### RECORDS PROVIDED

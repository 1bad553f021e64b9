//! # Job Tracking
//!
//! Records what ran, for whom, and how it ended.
//!
//! Jobs are kept in a named cache obtained from a [`CacheService`]. The
//! service is constructed explicitly and handed to whoever needs it:
//! - [`CacheService::initialise`] starts it
//! - [`CacheService::cache`] hands out a [`CacheHandle`] to a named cache
//! - [`CacheService::shutdown`] drops every cache; handles then fail
//!
//! Cache values are stored as JSON so one service can hold any serde type.

use crate::{FederationError, User};
use serde::de::DeserializeOwned;
use serde::{Deserialize, Serialize};
use std::collections::BTreeMap;
use std::sync::atomic::{AtomicBool, Ordering};
use std::sync::{Arc, Mutex, RwLock};
use std::time::{SystemTime, UNIX_EPOCH};

// =============================================================================
// CACHE SERVICE
// =============================================================================

type Entries = Arc<RwLock<BTreeMap<String, serde_json::Value>>>;

/// Owner of every named cache.
#[derive(Debug)]
pub struct CacheService {
    running: Arc<AtomicBool>,
    caches: Mutex<BTreeMap<String, Entries>>,
}

impl CacheService {
    /// Start a new, empty service.
    #[must_use]
    pub fn initialise() -> Arc<Self> {
        tracing::debug!("cache service initialised");
        Arc::new(Self {
            running: Arc::new(AtomicBool::new(true)),
            caches: Mutex::new(BTreeMap::new()),
        })
    }

    #[must_use]
    pub fn is_running(&self) -> bool {
        self.running.load(Ordering::SeqCst)
    }

    /// Handle to the named cache, creating it if needed.
    pub fn cache(&self, name: &str) -> Result<CacheHandle, FederationError> {
        if !self.is_running() {
            return Err(not_running());
        }
        let mut caches = self.caches.lock().unwrap_or_else(|e| e.into_inner());
        let entries = caches.entry(name.to_string()).or_default().clone();
        Ok(CacheHandle {
            name: name.to_string(),
            running: Arc::clone(&self.running),
            entries,
        })
    }

    /// Stop the service and drop all cached values.
    pub fn shutdown(&self) {
        self.running.store(false, Ordering::SeqCst);
        let mut caches = self.caches.lock().unwrap_or_else(|e| e.into_inner());
        for entries in caches.values() {
            if let Ok(mut map) = entries.write() {
                map.clear();
            }
        }
        caches.clear();
        tracing::debug!("cache service shut down");
    }
}

fn not_running() -> FederationError {
    FederationError::Cache("cache service is not running".to_string())
}

/// A handle to one named cache.
#[derive(Debug, Clone)]
pub struct CacheHandle {
    name: String,
    running: Arc<AtomicBool>,
    entries: Entries,
}

impl CacheHandle {
    #[must_use]
    pub fn name(&self) -> &str {
        &self.name
    }

    fn check_running(&self) -> Result<(), FederationError> {
        if self.running.load(Ordering::SeqCst) {
            Ok(())
        } else {
            Err(not_running())
        }
    }

    fn poisoned(&self) -> FederationError {
        FederationError::Cache(format!("cache {} lock poisoned", self.name))
    }

    pub fn put<T: Serialize>(&self, key: &str, value: &T) -> Result<(), FederationError> {
        self.check_running()?;
        let json = serde_json::to_value(value).map_err(|e| {
            FederationError::Cache(format!("failed to add {} to cache {}: {}", key, self.name, e))
        })?;
        self.entries
            .write()
            .map_err(|_| self.poisoned())?
            .insert(key.to_string(), json);
        Ok(())
    }

    pub fn get<T: DeserializeOwned>(&self, key: &str) -> Result<Option<T>, FederationError> {
        self.check_running()?;
        let entries = self.entries.read().map_err(|_| self.poisoned())?;
        entries
            .get(key)
            .map(|v| {
                serde_json::from_value(v.clone())
                    .map_err(|e| FederationError::Serialization(e.to_string()))
            })
            .transpose()
    }

    pub fn keys(&self) -> Result<Vec<String>, FederationError> {
        self.check_running()?;
        Ok(self
            .entries
            .read()
            .map_err(|_| self.poisoned())?
            .keys()
            .cloned()
            .collect())
    }

    pub fn clear(&self) -> Result<(), FederationError> {
        self.check_running()?;
        self.entries.write().map_err(|_| self.poisoned())?.clear();
        Ok(())
    }
}

// =============================================================================
// JOB DETAILS
// =============================================================================

#[derive(Debug, Clone, Copy, PartialEq, Eq, Serialize, Deserialize)]
#[serde(rename_all = "SCREAMING_SNAKE_CASE")]
pub enum JobStatus {
    Running,
    Finished,
    Failed,
    ScheduledParent,
}

/// One tracked job.
#[derive(Debug, Clone, PartialEq, Eq, Serialize, Deserialize)]
#[serde(rename_all = "camelCase")]
pub struct JobDetail {
    pub job_id: String,
    pub user_id: String,
    pub operation: String,
    pub status: JobStatus,
    pub start_time: u64,
    #[serde(default, skip_serializing_if = "Option::is_none")]
    pub end_time: Option<u64>,
    #[serde(default, skip_serializing_if = "Option::is_none")]
    pub description: Option<String>,
}

/// Milliseconds since the Unix epoch.
#[must_use]
pub fn now_millis() -> u64 {
    SystemTime::now()
        .duration_since(UNIX_EPOCH)
        .map_or(0, |d| d.as_millis() as u64)
}

impl JobDetail {
    /// A job that has just started.
    #[must_use]
    pub fn running(job_id: impl Into<String>, user: &User, operation: impl Into<String>) -> Self {
        Self {
            job_id: job_id.into(),
            user_id: user.user_id.clone(),
            operation: operation.into(),
            status: JobStatus::Running,
            start_time: now_millis(),
            end_time: None,
            description: None,
        }
    }

    /// The same job, ended with `status`.
    #[must_use]
    pub fn ended(mut self, status: JobStatus, description: Option<String>) -> Self {
        self.status = status;
        self.end_time = Some(now_millis());
        self.description = description;
        self
    }
}

// =============================================================================
// JOB TRACKER
// =============================================================================

/// Job details kept in the `JobTracker` cache.
#[derive(Debug, Clone)]
pub struct JobTracker {
    cache: CacheHandle,
}

impl JobTracker {
    pub const CACHE_NAME: &'static str = "JobTracker";

    pub fn new(service: &CacheService) -> Result<Self, FederationError> {
        Ok(Self {
            cache: service.cache(Self::CACHE_NAME)?,
        })
    }

    pub fn add_or_update_job(&self, job: &JobDetail, _user: &User) -> Result<(), FederationError> {
        if job.job_id.is_empty() {
            return Err(FederationError::Configuration("jobId is required".to_string()));
        }
        self.cache.put(&job.job_id, job)
    }

    pub fn get_job(&self, job_id: &str, _user: &User) -> Result<Option<JobDetail>, FederationError> {
        self.cache.get(job_id)
    }

    pub fn all_jobs(&self, user: &User) -> Result<Vec<JobDetail>, FederationError> {
        self.jobs_matching(user, |_| true)
    }

    pub fn all_scheduled_jobs(&self) -> Result<Vec<JobDetail>, FederationError> {
        self.jobs_matching(&User::default(), |job| job.status == JobStatus::ScheduledParent)
    }

    fn jobs_matching(
        &self,
        user: &User,
        predicate: impl Fn(&JobDetail) -> bool,
    ) -> Result<Vec<JobDetail>, FederationError> {
        let mut jobs = Vec::new();
        for job_id in self.cache.keys()? {
            if let Some(job) = self.get_job(&job_id, user)?
                && predicate(&job)
            {
                jobs.push(job);
            }
        }
        Ok(jobs)
    }

    pub fn clear(&self) -> Result<(), FederationError> {
        self.cache.clear()
    }
}

// =============================================================================
// TESTS
// =============================================================================
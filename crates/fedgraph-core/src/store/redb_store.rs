//! # redb-backed Store
//!
//! Elements persisted in a redb database, one table:
//! - key: postcard-encoded [`ElementKey`]
//! - value: postcard-encoded [`Element`]
//!
//! Writes run in a single write transaction per batch, so a batch with an
//! invalid element is rejected before the transaction opens and a failed
//! commit leaves nothing behind.

use super::{REDB_STORE_TRAITS, ReadFilter, Store, validate_all};
use crate::element::Element;
use crate::iterable::VecIterator;
use crate::library::GraphLibrary;
use crate::operation::{Operation, OperationResult};
use crate::primitives::REDB_PATH_KEY;
use crate::properties::StoreProperties;
use crate::schema::Schema;
use crate::traits::StoreTrait;
use crate::{Context, FederationError};
use redb::{Database, ReadableDatabase, ReadableTable, ReadableTableMetadata, TableDefinition};
use std::collections::BTreeSet;

/// Table for elements: encoded ElementKey -> encoded Element
const ELEMENTS: TableDefinition<&[u8], &[u8]> = TableDefinition::new("elements");

fn io(e: impl std::fmt::Display) -> FederationError {
    FederationError::Io(e.to_string())
}

fn encode<T: serde::Serialize>(value: &T) -> Result<Vec<u8>, FederationError> {
    postcard::to_allocvec(value).map_err(|e| FederationError::Serialization(e.to_string()))
}

fn decode(bytes: &[u8]) -> Result<Element, FederationError> {
    postcard::from_bytes(bytes).map_err(|e| FederationError::Serialization(e.to_string()))
}

/// Disk-backed store. Requires `fedgraph.store.redb.path`.
pub struct RedbStore {
    graph_id: String,
    schema: Schema,
    traits: BTreeSet<StoreTrait>,
    db: Option<Database>,
}

impl std::fmt::Debug for RedbStore {
    fn fmt(&self, f: &mut std::fmt::Formatter<'_>) -> std::fmt::Result {
        f.debug_struct("RedbStore")
            .field("graph_id", &self.graph_id)
            .field("open", &self.db.is_some())
            .finish_non_exhaustive()
    }
}

impl Default for RedbStore {
    fn default() -> Self {
        Self::new()
    }
}

impl RedbStore {
    #[must_use]
    pub fn new() -> Self {
        Self {
            graph_id: String::new(),
            schema: Schema::new(),
            traits: REDB_STORE_TRAITS.into_iter().collect(),
            db: None,
        }
    }

    fn db(&self) -> Result<&Database, FederationError> {
        self.db.as_ref().ok_or_else(|| {
            FederationError::Configuration(format!("graph {} is not initialised", self.graph_id))
        })
    }

    fn add_elements(&self, elements: &[Element]) -> Result<(), FederationError> {
        validate_all(elements, &self.schema)?;

        let write_txn = self.db()?.begin_write().map_err(io)?;
        {
            let mut table = write_txn.open_table(ELEMENTS).map_err(io)?;
            for element in elements {
                let key = encode(&element.key())?;
                let existing = table
                    .get(key.as_slice())
                    .map_err(io)?
                    .map(|guard| guard.value().to_vec());
                let merged = match existing {
                    Some(bytes) => {
                        let mut stored = decode(&bytes)?;
                        stored.aggregate(element, &self.schema);
                        stored
                    }
                    None => element.clone(),
                };
                table
                    .insert(key.as_slice(), encode(&merged)?.as_slice())
                    .map_err(io)?;
            }
        }
        write_txn.commit().map_err(io)?;
        Ok(())
    }

    fn read_elements(&self, filter: ReadFilter<'_>) -> Result<Vec<Element>, FederationError> {
        let read_txn = self.db()?.begin_read().map_err(io)?;
        let table = read_txn.open_table(ELEMENTS).map_err(io)?;
        let mut selected = Vec::new();
        for entry in table.iter().map_err(io)? {
            let (_, value) = entry.map_err(io)?;
            let element = decode(value.value())?;
            if filter.accepts(&element) {
                selected.push(element);
            }
        }
        Ok(selected)
    }

    fn count(&self) -> Result<u64, FederationError> {
        let read_txn = self.db()?.begin_read().map_err(io)?;
        let table = read_txn.open_table(ELEMENTS).map_err(io)?;
        table.len().map_err(io)
    }
}

impl Store for RedbStore {
    fn initialise(
        &mut self,
        graph_id: &str,
        schema: Schema,
        properties: StoreProperties,
        _library: Option<&dyn GraphLibrary>,
    ) -> Result<(), FederationError> {
        schema.validate()?;
        let path = properties.get(REDB_PATH_KEY).ok_or_else(|| {
            FederationError::Configuration(format!(
                "graph {} has no {} configured",
                graph_id, REDB_PATH_KEY
            ))
        })?;

        let db = Database::create(path).map_err(io)?;
        // Create the table so reads on an empty store succeed.
        {
            let write_txn = db.begin_write().map_err(io)?;
            let _ = write_txn.open_table(ELEMENTS).map_err(io)?;
            write_txn.commit().map_err(io)?;
        }

        self.graph_id = graph_id.to_string();
        self.schema = schema;
        self.db = Some(db);
        Ok(())
    }

    fn execute(
        &self,
        operation: &Operation,
        ctx: &Context,
    ) -> Result<OperationResult, FederationError> {
        if let Some(filter) = ReadFilter::for_operation(operation) {
            let selected = self.read_elements(filter)?;
            return Ok(OperationResult::Elements(Box::new(VecIterator::new(selected))));
        }

        match operation {
            Operation::AddElements { elements, .. } => {
                self.add_elements(elements)?;
                Ok(OperationResult::Done)
            }
            Operation::CountAllElements { .. } => Ok(OperationResult::Count(self.count()?)),
            other => self.do_unhandled_operation(other, ctx),
        }
    }

    fn schema(&self) -> &Schema {
        &self.schema
    }

    fn traits(&self) -> &BTreeSet<StoreTrait> {
        &self.traits
    }
}

// =============================================================================
// TESTS
// =============================================================================
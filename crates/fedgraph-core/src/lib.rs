//! # fedgraph-core
//!
//! The federation engine for fedgraph - THE LOGIC.
//!
//! A federated store is one logical graph backed by a live set of
//! independently configured backend graphs. This crate:
//! - resolves each constituent's schema and properties from inline values,
//!   files and a shared named-configuration library
//! - keeps the constituents in a copy-on-write registry
//! - merges their schemas and reconciles their traits into one view
//! - dispatches operations across them and merges the results
//!
//! ## Architectural Constraints
//!
//! - Has NO async, NO network dependencies (pure Rust)
//! - The registry is the only shared mutable state
//! - Backends are reached only through the [`Store`] trait, built by kind tag
//! - Every failure surfaces to the caller; nothing is retried here

// =============================================================================
// MODULES
// =============================================================================

pub mod config;
pub mod dispatch;
pub mod element;
pub mod federated;
pub mod graph;
pub mod iterable;
pub mod jobs;
pub mod library;
pub mod merge;
pub mod operation;
pub mod primitives;
pub mod properties;
pub mod registry;
pub mod resolver;
pub mod schema;
pub mod store;
pub mod traits;
pub mod types;

// =============================================================================
// RE-EXPORTS: Core Types (from types module)
// =============================================================================

pub use types::{Context, CreationKind, FederationError, User, validate_graph_id};

// =============================================================================
// RE-EXPORTS: Data Model
// =============================================================================

pub use element::{Edge, Element, ElementKey, Entity, Properties, PropertyValue, View};
pub use properties::StoreProperties;
pub use schema::{Schema, SchemaEdgeDefinition, SchemaEntityDefinition, TypeDefinition};
pub use traits::StoreTrait;

// =============================================================================
// RE-EXPORTS: Federation
// =============================================================================

pub use config::{FederationConfig, GraphConfigEntry, WriteTargetPolicy};
pub use dispatch::Dispatcher;
pub use federated::FederatedStore;
pub use graph::{Graph, GraphBuilder, GraphConfig};
pub use iterable::{CloseableIterator, ElementIterator, UnionIterator, VecIterator};
pub use jobs::{CacheHandle, CacheService, JobDetail, JobStatus, JobTracker};
pub use library::{FileGraphLibrary, GraphLibrary, HashMapGraphLibrary, NoGraphLibrary};
pub use operation::{Operation, OperationOptions, OperationResult, OperationShape, OutputKind};
pub use registry::{GraphRegistry, RegistrySnapshot};
pub use store::{MapStore, RedbStore, Store, StoreFactory};
//! # Core Type Definitions
//!
//! This module contains the small shared types of the federation:
//! - Error types (`FederationError`, `CreationKind`)
//! - Caller identity (`User`) and execution context (`Context`)
//! - Graph identifier validation
//!
//! Larger domain types live in their own modules (`schema`, `element`,
//! `properties`, `traits`).

use serde::{Deserialize, Serialize};
use std::collections::BTreeSet;
use std::fmt;
use thiserror::Error;

// =============================================================================
// GRAPH IDENTIFIERS
// =============================================================================

/// Validate a constituent graph identifier.
///
/// Identifiers are non-empty and restricted to `[A-Za-z0-9_]`, which keeps
/// them safe to embed in configuration keys and library file names.
pub fn validate_graph_id(graph_id: &str) -> Result<(), FederationError> {
    if graph_id.is_empty() {
        return Err(FederationError::Configuration(
            "graphId is required".to_string(),
        ));
    }
    if !graph_id
        .chars()
        .all(|c| c.is_ascii_alphanumeric() || c == '_')
    {
        return Err(FederationError::Configuration(format!(
            "graphId is invalid: {}, it must match regex: [a-zA-Z0-9_]*",
            graph_id
        )));
    }
    Ok(())
}

// =============================================================================
// USER & CONTEXT
// =============================================================================

/// The identity an operation is executed on behalf of.
#[derive(Debug, Clone, PartialEq, Eq, Hash, Serialize, Deserialize)]
pub struct User {
    pub user_id: String,
    #[serde(default)]
    pub data_auths: BTreeSet<String>,
}

impl User {
    /// Id used when no caller identity is supplied.
    pub const UNKNOWN_USER_ID: &'static str = "UNKNOWN";

    #[must_use]
    pub fn new(user_id: impl Into<String>) -> Self {
        Self {
            user_id: user_id.into(),
            data_auths: BTreeSet::new(),
        }
    }

    #[must_use]
    pub fn with_data_auths<I, S>(mut self, auths: I) -> Self
    where
        I: IntoIterator<Item = S>,
        S: Into<String>,
    {
        self.data_auths.extend(auths.into_iter().map(Into::into));
        self
    }
}

impl Default for User {
    fn default() -> Self {
        Self::new(Self::UNKNOWN_USER_ID)
    }
}

/// Per-execution context handed to backends.
#[derive(Debug, Clone, PartialEq, Eq)]
pub struct Context {
    pub user: User,
    pub job_id: String,
}

impl Context {
    #[must_use]
    pub fn new(user: User, job_id: impl Into<String>) -> Self {
        Self {
            user,
            job_id: job_id.into(),
        }
    }
}

// =============================================================================
// ERROR TYPES
// =============================================================================

/// Which part of a constituent graph failed to be created.
#[derive(Debug, Clone, Copy, PartialEq, Eq)]
pub enum CreationKind {
    Schema,
    Property,
    Graph,
}

impl CreationKind {
    /// Label used in front of the failing path, e.g. `schemaPath`.
    #[must_use]
    pub fn path_label(self) -> &'static str {
        match self {
            CreationKind::Schema => "schemaPath",
            CreationKind::Property => "propertyPath",
            CreationKind::Graph => "graphPath",
        }
    }
}

impl fmt::Display for CreationKind {
    fn fmt(&self, f: &mut fmt::Formatter<'_>) -> fmt::Result {
        let name = match self {
            CreationKind::Schema => "Schema",
            CreationKind::Property => "Property",
            CreationKind::Graph => "Graph",
        };
        f.write_str(name)
    }
}

/// Errors that can occur in the federation.
///
/// - No silent failures
/// - Nothing is retried inside the core; every error reaches the caller
/// - Configuration and conflict messages are part of the public contract and
///   are rendered verbatim
#[derive(Debug, Error)]
pub enum FederationError {
    /// A schema or properties source was missing, unreadable or invalid.
    #[error("{0}")]
    Configuration(String),

    /// A graph id collided with the registry or with the library.
    #[error("{0}")]
    Conflict(String),

    /// Nothing in the federation can service the requested operation.
    #[error("Operation is not supported: {0}")]
    UnsupportedOperation(String),

    /// Two schema definitions for the same group or type are incompatible.
    #[error("Unable to merge the schemas: {0}")]
    SchemaMerge(String),

    /// A constituent graph failed while executing part of a federated call.
    #[error("Failed to execute {operation} on graph {graph_id}: {source}")]
    Dispatch {
        graph_id: String,
        operation: String,
        #[source]
        source: Box<FederationError>,
    },

    /// The named-configuration library failed.
    #[error("Graph library error: {0}")]
    Library(String),

    /// The cache service is shut down or a cache entry could not be stored.
    #[error("Cache error: {0}")]
    Cache(String),

    /// An element does not conform to the schema it is written against.
    #[error("Invalid element: {0}")]
    InvalidElement(String),

    /// An I/O error occurred.
    #[error("I/O error: {0}")]
    Io(String),

    /// A serialization or deserialization error occurred.
    #[error("Serialization error: {0}")]
    Serialization(String),
}

impl FederationError {
    /// `<Kind> was not able to be created with the supplied properties <detail>`
    #[must_use]
    pub fn creation_failed(kind: CreationKind, detail: impl fmt::Display) -> Self {
        FederationError::Configuration(format!(
            "{} was not able to be created with the supplied properties {}",
            kind, detail
        ))
    }

    /// Creation failure naming the graph and the failing path or identifier.
    #[must_use]
    pub fn creation_failed_at(kind: CreationKind, graph_id: &str, path: &str) -> Self {
        Self::creation_failed(
            kind,
            format_args!("graphId: {} {}: {}", graph_id, kind.path_label(), path),
        )
    }

    #[must_use]
    pub fn overwrite(graph_id: &str) -> Self {
        FederationError::Conflict(format!(
            "User is attempting to overwrite a graph within federated store, graphId: {}",
            graph_id
        ))
    }

    #[must_use]
    pub fn library_override() -> Self {
        FederationError::Conflict("User is attempting to override a known graph in library.".to_string())
    }

    /// Wrap a constituent failure with the federation-level context.
    #[must_use]
    pub fn dispatch(graph_id: &str, operation: &str, source: FederationError) -> Self {
        FederationError::Dispatch {
            graph_id: graph_id.to_string(),
            operation: operation.to_string(),
            source: Box::new(source),
        }
    }
}

// =============================================================================
// TESTS
// =============================================================================

#[cfg(test)]
mod tests {
    use super::*;

    #[test]
    fn graph_id_validation() {
        assert!(validate_graph_id("mockMapGraphId1").is_ok());
        assert!(validate_graph_id("graph_2").is_ok());
        assert!(validate_graph_id("").is_err());
        assert!(validate_graph_id("bad-id").is_err());
        assert!(validate_graph_id("inv@lid").is_err());
    }

    #[test]
    fn creation_message_templates() {
        let err = FederationError::creation_failed_at(CreationKind::Schema, "g1", "nothing.json");
        assert_eq!(
            err.to_string(),
            "Schema was not able to be created with the supplied properties graphId: g1 schemaPath: nothing.json"
        );

        let err = FederationError::creation_failed_at(CreationKind::Property, "g1", "p.toml");
        assert_eq!(
            err.to_string(),
            "Property was not able to be created with the supplied properties graphId: g1 propertyPath: p.toml"
        );
    }

    #[test]
    fn conflict_message_templates() {
        assert_eq!(
            FederationError::overwrite("g1").to_string(),
            "User is attempting to overwrite a graph within federated store, graphId: g1"
        );
        assert_eq!(
            FederationError::library_override().to_string(),
            "User is attempting to override a known graph in library."
        );
    }

    #[test]
    fn dispatch_error_keeps_source() {
        let err = FederationError::dispatch(
            "g1",
            "GetAllElements",
            FederationError::Io("disk gone".to_string()),
        );
        assert!(matches!(err, FederationError::Dispatch { ref graph_id, .. } if graph_id == "g1"));
        assert!(std::error::Error::source(&err).is_some());
    }

    #[test]
    fn default_user_is_unknown() {
        let user = User::default();
        assert_eq!(user.user_id, User::UNKNOWN_USER_ID);
        let user = User::new("u").with_data_auths(["public"]);
        assert!(user.data_auths.contains("public"));
    }
}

######

◆ THE PROBLEM ◆
The answer should consist of all lines from the records above that hold the word "AtomicBool".

◆ SOLUTION TO THIS EXERCISE ◆
use std::sync::atomic::{AtomicBool, Ordering};
    running: Arc<AtomicBool>,
            running: Arc::new(AtomicBool::new(true)),
    running: Arc<AtomicBool>,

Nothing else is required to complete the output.